Health and Social Services Minister Tom Beaulieu said the inquest’s suggestion for a halfway house and rehab house hasn’t been looked into yet but the topic will be addressed when the government starts moving on the recently tabled Mental Health and Addictions action plan. The plan calls for the creation of a group that would look at ways to approach addiction and mental health.

“The issue is we have many people with addictions in the downtown core of Yellowknife that affects a lot of people and incidents like this happen unfortunately and does that mean that our reaction should be to build a treatment centre in Yellowknife?” he said.

“Maybe, but we’re going to have to take a closer look at that before we make a decision.”

The goals in the 30-page plan are set to be completed by 2015.

Meanwhile, the issues of mental health, addiction and homelessness rage on. The prevalence of these problems in the NWT is gravely concerning, said Lydia Bardak, executive director of the John Howard Society.

“There are probably many, many Canadians across the country who can identify with having an alcoholic uncle or a grandmother addicted to sleeping pills or something but here in the North it’s entire families,” she said. “So when you’ve got multiple siblings who are all troubled who supports who?”
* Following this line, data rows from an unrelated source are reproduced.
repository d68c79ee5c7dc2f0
use std::path::Path;
use std::time::Duration;

use anyhow::Result;
use sea_orm::{ConnectOptions, ConnectionTrait, Database, DatabaseConnection, Statement};
use tracing::info;

use crate::entities::{admins, comments, images, posts};

pub mod error;
pub mod migrator;
pub mod repositories;

pub use error::{StoreError, StoreResult};
pub use repositories::admin::{NewAdmin, hash_password};
pub use repositories::comment::NewComment;
pub use repositories::image::NewImage;
pub use repositories::post::NewPost;

/// Shared handle to the embedded database. Cloning shares the
/// underlying pool; every repository is constructed over the same
/// connection, and teardown belongs to whoever built the `Store`.
#[derive(Clone)]
pub struct Store {
    pub conn: DatabaseConnection,
}

impl Store {
    /// Long-running path: opens the pool and applies any pending
    /// migrations without touching existing data.
    pub async fn connect(db_url: &str) -> Result<Self> {
        Self::with_pool_options(db_url, 5, 1).await
    }

    pub async fn with_pool_options(
        db_url: &str,
        max_connections: u32,
        min_connections: u32,
    ) -> Result<Self> {
        use sea_orm_migration::MigratorTrait;

        let conn = Self::open(db_url, max_connections, min_connections).await?;

        migrator::Migrator::up(&conn, None).await?;

        info!(
            "Database connected & migrations applied (pool: {}-{})",
            min_connections, max_connections
        );

        Ok(Self { conn })
    }

    /// One-shot bootstrap path: drops every table and re-applies the
    /// full migration set, yielding a clean store.
    pub async fn provision(db_url: &str) -> Result<Self> {
        use sea_orm_migration::MigratorTrait;

        let conn = Self::open(db_url, 5, 1).await?;

        migrator::Migrator::fresh(&conn).await?;

        info!("Database provisioned from scratch");

        Ok(Self { conn })
    }

    async fn open(
        db_url: &str,
        max_connections: u32,
        min_connections: u32,
    ) -> Result<DatabaseConnection> {
        // A pooled :memory: database would be one database per
        // connection; keep those on a single connection.
        let (max_connections, min_connections) = if db_url.contains(":memory:") {
            (1, 1)
        } else {
            let path_str = db_url.trim_start_matches("sqlite:");
            if let Some(parent) = Path::new(path_str).parent() {
                tokio::fs::create_dir_all(parent).await.ok();
            }
            if !Path::new(path_str).exists() {
                std::fs::File::create(path_str)?;
            }
            (max_connections, min_connections)
        };

        let mut opt = ConnectOptions::new(db_url.to_string());
        opt.max_connections(max_connections)
            .min_connections(min_connections)
            .connect_timeout(Duration::from_secs(10))
            .acquire_timeout(Duration::from_secs(10))
            .idle_timeout(Duration::from_secs(300))
            .max_lifetime(Duration::from_secs(600))
            .sqlx_logging(false);

        Ok(Database::connect(opt).await?)
    }

    pub async fn ping(&self) -> Result<()> {
        let backend = self.conn.get_database_backend();
        self.conn
            .query_one(Statement::from_string(backend, "SELECT 1".to_string()))
            .await?;
        Ok(())
    }

    fn admin_repo(&self) -> repositories::admin::AdminRepository {
        repositories::admin::AdminRepository::new(self.conn.clone())
    }

    fn post_repo(&self) -> repositories::post::PostRepository {
        repositories::post::PostRepository::new(self.conn.clone())
    }

    fn comment_repo(&self) -> repositories::comment::CommentRepository {
        repositories::comment::CommentRepository::new(self.conn.clone())
    }

    fn image_repo(&self) -> repositories::image::ImageRepository {
        repositories::image::ImageRepository::new(self.conn.clone())
    }

    pub async fn create_admin(&self, new: NewAdmin) -> StoreResult<admins::Model> {
        self.admin_repo().create(new).await
    }

    pub async fn get_admin(&self, id: i64) -> StoreResult<admins::Model> {
        self.admin_repo().get_by_id(id).await
    }

    pub async fn get_admin_by_username(&self, username: &str) -> StoreResult<admins::Model> {
        self.admin_repo().get_by_username(username).await
    }

    pub async fn update_admin(&self, admin: &admins::Model) -> StoreResult<()> {
        self.admin_repo().update(admin).await
    }

    pub async fn delete_admin(&self, id: i64) -> StoreResult<()> {
        self.admin_repo().delete(id).await
    }

    pub async fn create_post(&self, new: NewPost) -> StoreResult<posts::Model> {
        self.post_repo().create(new).await
    }

    pub async fn get_post(&self, id: i64) -> StoreResult<posts::Model> {
        self.post_repo().get_by_id(id).await
    }

    pub async fn list_posts(&self) -> StoreResult<Vec<posts::Model>> {
        self.post_repo().list_all().await
    }

    pub async fn update_post(&self, post: &posts::Model) -> StoreResult<()> {
        self.post_repo().update(post).await
    }

    pub async fn delete_post(&self, id: i64) -> StoreResult<()> {
        self.post_repo().delete(id).await
    }

    pub async fn create_comment(&self, new: NewComment) -> StoreResult<comments::Model> {
        self.comment_repo().create(new).await
    }

    pub async fn get_comment(&self, id: i64) -> StoreResult<comments::Model> {
        self.comment_repo().get_by_id(id).await
    }

    pub async fn list_comments_for_post(&self, post_id: i64) -> StoreResult<Vec<comments::Model>> {
        self.comment_repo().list_for_post(post_id).await
    }

    pub async fn update_comment(&self, comment: &comments::Model) -> StoreResult<()> {
        self.comment_repo().update(comment).await
    }

    pub async fn delete_comment(&self, id: i64) -> StoreResult<()> {
        self.comment_repo().delete(id).await
    }

    pub async fn create_image(&self, new: NewImage) -> StoreResult<images::Model> {
        self.image_repo().create(new).await
    }

    pub async fn get_image(&self, id: i64) -> StoreResult<images::Model> {
        self.image_repo().get_by_id(id).await
    }

    pub async fn list_images_for_post(&self, post_id: i64) -> StoreResult<Vec<images::Model>> {
        self.image_repo().list_for_post(post_id).await
    }

    pub async fn update_image(&self, image: &images::Model) -> StoreResult<()> {
        self.image_repo().update(image).await
    }

    pub async fn delete_image(&self, id: i64) -> StoreResult<()> {
        self.image_repo().delete(id).await
    }
}
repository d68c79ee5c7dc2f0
pub mod admin;
pub mod comment;
pub mod image;
pub mod post;
//! Router-level tests for the server-rendered pages.

use axum::{
    Router,
    body::Body,
    http::{Request, StatusCode, header},
};
use http_body_util::BodyExt;
use inkpot::config::Config;
use inkpot::db::NewPost;
use std::sync::Arc;
use tower::ServiceExt;

async fn spawn_app() -> (Arc<inkpot::api::AppState>, Router) {
    let mut config = Config::default();
    config.general.database_path = "sqlite::memory:".to_string();

    let state = inkpot::api::create_app_state_from_config(config)
        .await
        .expect("failed to create app state");
    let router = inkpot::api::router(state.clone());

    (state, router)
}

async fn body_string(response: axum::response::Response) -> String {
    let bytes = response.into_body().collect().await.unwrap().to_bytes();
    String::from_utf8_lossy(&bytes).into_owned()
}

fn comment_request(body: &str) -> Request<Body> {
    Request::builder()
        .method("POST")
        .uri("/comment")
        .header(
            header::CONTENT_TYPE,
            "application/x-www-form-urlencoded",
        )
        .body(Body::from(body.to_string()))
        .unwrap()
}

#[tokio::test]
async fn home_lists_posts_newest_first() {
    let (state, app) = spawn_app().await;

    for title in ["First post", "Second post"] {
        state
            .store()
            .create_post(NewPost {
                title: title.to_string(),
                content: "body".to_string(),
            })
            .await
            .unwrap();
    }

    let response = app
        .oneshot(Request::builder().uri("/").body(Body::empty()).unwrap())
        .await
        .unwrap();
    assert_eq!(response.status(), StatusCode::OK);

    let body = body_string(response).await;
    let second = body.find("Second post").expect("missing newest post");
    let first = body.find("First post").expect("missing oldest post");
    assert!(second < first, "newest post should render first");
}

#[tokio::test]
async fn home_renders_with_no_posts() {
    let (_, app) = spawn_app().await;

    let response = app
        .oneshot(Request::builder().uri("/").body(Body::empty()).unwrap())
        .await
        .unwrap();
    assert_eq!(response.status(), StatusCode::OK);

    let body = body_string(response).await;
    assert!(body.contains("No posts yet"));
}

#[tokio::test]
async fn missing_post_is_404() {
    let (_, app) = spawn_app().await;

    let response = app
        .oneshot(
            Request::builder()
                .uri("/post/999")
                .body(Body::empty())
                .unwrap(),
        )
        .await
        .unwrap();
    assert_eq!(response.status(), StatusCode::NOT_FOUND);
}

#[tokio::test]
async fn malformed_post_id_is_a_client_error() {
    let (_, app) = spawn_app().await;

    let response = app
        .oneshot(
            Request::builder()
                .uri("/post/not-a-number")
                .body(Body::empty())
                .unwrap(),
        )
        .await
        .unwrap();
    assert!(response.status().is_client_error());
}

#[tokio::test]
async fn comment_submission_redirects_and_renders() {
    let (state, app) = spawn_app().await;

    let post = state
        .store()
        .create_post(NewPost {
            title: "Commentable".to_string(),
            content: "body".to_string(),
        })
        .await
        .unwrap();

    let response = app
        .clone()
        .oneshot(comment_request(&format!(
            "post_id={}&commenter_name=Ada&content=Nice+post",
            post.id
        )))
        .await
        .unwrap();
    assert_eq!(response.status(), StatusCode::SEE_OTHER);
    assert_eq!(
        response.headers()[header::LOCATION].to_str().unwrap(),
        format!("/post/{}", post.id)
    );

    let response = app
        .oneshot(
            Request::builder()
                .uri(format!("/post/{}", post.id))
                .body(Body::empty())
                .unwrap(),
        )
        .await
        .unwrap();
    assert_eq!(response.status(), StatusCode::OK);

    let body = body_string(response).await;
    assert!(body.contains("Ada"));
    assert!(body.contains("Nice post"));
}

#[tokio::test]
async fn blank_comment_fields_are_rejected() {
    let (state, app) = spawn_app().await;

    let post = state
        .store()
        .create_post(NewPost {
            title: "Post".to_string(),
            content: "body".to_string(),
        })
        .await
        .unwrap();

    let response = app
        .clone()
        .oneshot(comment_request(&format!(
            "post_id={}&commenter_name=&content=hello",
            post.id
        )))
        .await
        .unwrap();
    assert_eq!(response.status(), StatusCode::BAD_REQUEST);

    let response = app
        .oneshot(comment_request(&format!(
            "post_id={}&commenter_name=Ada&content=",
            post.id
        )))
        .await
        .unwrap();
    assert_eq!(response.status(), StatusCode::BAD_REQUEST);
}

#[tokio::test]
async fn comment_on_missing_post_is_404() {
    let (_, app) = spawn_app().await;

    let response = app
        .oneshot(comment_request(
            "post_id=999&commenter_name=Ada&content=hello",
        ))
        .await
        .unwrap();
    assert_eq!(response.status(), StatusCode::NOT_FOUND);
}

#[tokio::test]
async fn malformed_comment_body_is_a_client_error() {
    let (_, app) = spawn_app().await;

    let response = app
        .oneshot(comment_request(
            "post_id=not-a-number&commenter_name=Ada&content=hello",
        ))
        .await
        .unwrap();
    assert!(response.status().is_client_error());
}

#[tokio::test]
async fn app_state_shares_the_loaded_config() {
    let (state, _app) = spawn_app().await;

    let config = state.config().read().await;
    assert_eq!(config.general.database_path, "sqlite::memory:");
    assert_eq!(config.server.port, 8080);
}

#[tokio::test]
async fn health_reports_ok() {
    let (_, app) = spawn_app().await;

    let response = app
        .oneshot(
            Request::builder()
                .uri("/health")
                .body(Body::empty())
                .unwrap(),
        )
        .await
        .unwrap();
    assert_eq!(response.status(), StatusCode::OK);

    let body = body_string(response).await;
    let json: serde_json::Value = serde_json::from_str(&body).unwrap();
    assert_eq!(json["success"], true);
    assert_eq!(json["data"]["status"], "ok");
}
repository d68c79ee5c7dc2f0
use sea_orm_migration::prelude::*;

mod m20240101_initial;

pub struct Migrator;

#[async_trait::async_trait]
impl MigratorTrait for Migrator {
    fn migrations() -> Vec<Box<dyn MigrationTrait>> {
        vec![Box::new(m20240101_initial::Migration)]
    }
}
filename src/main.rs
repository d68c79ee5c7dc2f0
use inkpot::{Config, run};

fn main() -> anyhow::Result<()> {
    let config = Config::load()?;
    let worker_threads = config.general.worker_threads;

    let mut builder = tokio::runtime::Builder::new_multi_thread();
    builder.enable_all();

    if worker_threads > 0 {
        builder.worker_threads(worker_threads);
    }

    let runtime = builder.build()?;
    runtime.block_on(run())
}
Bardak recalled a conversation she overheard between a young mother and her boyfriend where the girl was boasting about never having custody of her one-year-old child taken away. The girl herself had been in and out of custody growing up and her sisters have struggled to keep their own kids.

“In her context it is normal (to have your kids taken away),” said Bardak.

“It’s so normal for many people and I guess we just have to get them the message that it’s not. Being drunk night after night and waking up not remembering what you did last night is not normal.”

In Yellowknife there are a number of supports for people suffering with addiction but there are some gaps in care that need to be filled, said Bardak.

More dollars have to be put into prevention and a greater effort needs to be made to help people with mental disabilities, such as Fetal Alcohol Syndrome Disorder.

Also, many residents are self-medicating with alcohol and drugs because they have a lot of unresolved pain and rage from their time in residential schools, said Bardak. Once that hurt is addressed and the addiction is addressed there needs to be support for those people until they are back on their feet, she said.

“Think of New Year's resolutions that we all make whether it’s to get more exercise to eat healthier, to quit drinking, whatever we say on New Year's Eve and most of us don’t last a month. And so you can go to your 28-day program and everybody comes out of there truly strengthened and believing that they’re going to turn it around but then you’re right back in the same patterns and habits because it’s very hard to change our behavior no matter who we are.”

Stacey Van Metre, a social worker with the Salvation Army, agreed that more after-treatment support is needed. She said she seen a number of men finish the program at Nats'ejee K'eh Treatment Centre on the Hay River Reserve, come back to Yellowknife and end up back on the street.

“Unfortunately, without a sober place for them to live or a transitional house or a halfway house or a longer treatment they fall right back into their addiction,” she said.

“Being on the street is setting you up for failure.”

Brian Birch, director of programming at the Salvation Army, said although NWT residents can visit the Hay River treatment centre, which is usually about 50 per cent full, it’s not enough. Yellowknife needs a treatment centre and detoxification centre, he said, adding the Salvation Army has two empty floors that could be used for the site.

“This is the capital, this is where everybody is coming,” he said. “There’s no need to open up a 12 or 15 bed treatment centre if you don’t think it’s going to be full but Yellowknife should have something and whatever it may be I think they should get it and I think they should get it soon.”